▶ **PROBLEM DETAILS**: Within the listing below, how many lines include the string "Value"? Reply with only the number.

▶ **ENTRIES SUPPLIED**:
>>>>

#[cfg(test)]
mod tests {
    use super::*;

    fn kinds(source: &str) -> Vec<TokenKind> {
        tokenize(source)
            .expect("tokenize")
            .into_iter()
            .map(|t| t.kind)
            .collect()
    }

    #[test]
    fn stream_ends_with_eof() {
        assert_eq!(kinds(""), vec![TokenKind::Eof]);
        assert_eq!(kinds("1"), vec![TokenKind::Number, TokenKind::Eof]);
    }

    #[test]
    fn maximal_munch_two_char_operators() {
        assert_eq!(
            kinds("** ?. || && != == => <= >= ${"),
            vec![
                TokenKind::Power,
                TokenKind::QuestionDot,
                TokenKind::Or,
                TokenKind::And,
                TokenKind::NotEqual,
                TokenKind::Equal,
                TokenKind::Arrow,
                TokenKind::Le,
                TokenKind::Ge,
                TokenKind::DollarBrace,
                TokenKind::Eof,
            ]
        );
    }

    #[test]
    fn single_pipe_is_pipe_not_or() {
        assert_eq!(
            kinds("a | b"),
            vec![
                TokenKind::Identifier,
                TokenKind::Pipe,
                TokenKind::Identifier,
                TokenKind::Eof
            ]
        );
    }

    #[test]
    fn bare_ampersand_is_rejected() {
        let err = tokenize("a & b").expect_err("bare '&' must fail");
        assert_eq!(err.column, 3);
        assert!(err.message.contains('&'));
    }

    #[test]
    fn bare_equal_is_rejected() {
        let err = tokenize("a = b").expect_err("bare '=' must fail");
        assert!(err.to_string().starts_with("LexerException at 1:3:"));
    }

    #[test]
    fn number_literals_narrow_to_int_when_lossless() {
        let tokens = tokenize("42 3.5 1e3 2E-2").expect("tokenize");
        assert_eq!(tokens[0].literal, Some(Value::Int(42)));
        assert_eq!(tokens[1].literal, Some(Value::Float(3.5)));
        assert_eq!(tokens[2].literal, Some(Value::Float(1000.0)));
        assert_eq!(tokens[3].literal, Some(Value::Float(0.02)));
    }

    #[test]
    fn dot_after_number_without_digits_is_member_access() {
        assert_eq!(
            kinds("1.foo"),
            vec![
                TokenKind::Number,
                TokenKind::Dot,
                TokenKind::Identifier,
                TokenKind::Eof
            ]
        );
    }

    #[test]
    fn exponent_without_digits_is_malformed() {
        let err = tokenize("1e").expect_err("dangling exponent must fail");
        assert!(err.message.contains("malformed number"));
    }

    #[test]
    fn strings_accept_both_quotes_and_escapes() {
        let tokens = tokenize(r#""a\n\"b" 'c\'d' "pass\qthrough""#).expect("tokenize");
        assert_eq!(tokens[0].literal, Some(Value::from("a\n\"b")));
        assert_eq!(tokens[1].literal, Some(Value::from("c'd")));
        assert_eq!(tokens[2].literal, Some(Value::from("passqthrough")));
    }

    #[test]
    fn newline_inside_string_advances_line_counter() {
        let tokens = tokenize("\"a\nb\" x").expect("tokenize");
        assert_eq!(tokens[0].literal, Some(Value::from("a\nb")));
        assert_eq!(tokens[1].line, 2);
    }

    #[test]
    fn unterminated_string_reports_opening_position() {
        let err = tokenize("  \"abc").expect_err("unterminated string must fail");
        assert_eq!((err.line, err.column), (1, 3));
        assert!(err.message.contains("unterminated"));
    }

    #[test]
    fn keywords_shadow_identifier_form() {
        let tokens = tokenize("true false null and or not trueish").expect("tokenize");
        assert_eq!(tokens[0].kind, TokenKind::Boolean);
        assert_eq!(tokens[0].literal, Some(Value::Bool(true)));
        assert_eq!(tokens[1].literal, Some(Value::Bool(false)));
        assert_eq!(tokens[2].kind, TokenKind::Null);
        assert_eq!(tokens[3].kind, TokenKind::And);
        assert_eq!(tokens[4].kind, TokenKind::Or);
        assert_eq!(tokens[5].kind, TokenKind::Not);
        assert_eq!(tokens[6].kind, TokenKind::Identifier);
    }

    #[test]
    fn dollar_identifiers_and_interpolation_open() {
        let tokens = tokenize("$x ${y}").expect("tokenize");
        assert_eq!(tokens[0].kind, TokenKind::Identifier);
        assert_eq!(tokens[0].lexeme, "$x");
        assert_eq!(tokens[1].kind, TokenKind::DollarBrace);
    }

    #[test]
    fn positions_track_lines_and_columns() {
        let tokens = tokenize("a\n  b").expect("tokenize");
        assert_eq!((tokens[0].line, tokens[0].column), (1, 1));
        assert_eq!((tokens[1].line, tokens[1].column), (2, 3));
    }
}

<<<<

▶ **SOLUTION FOR THIS TASK**: 10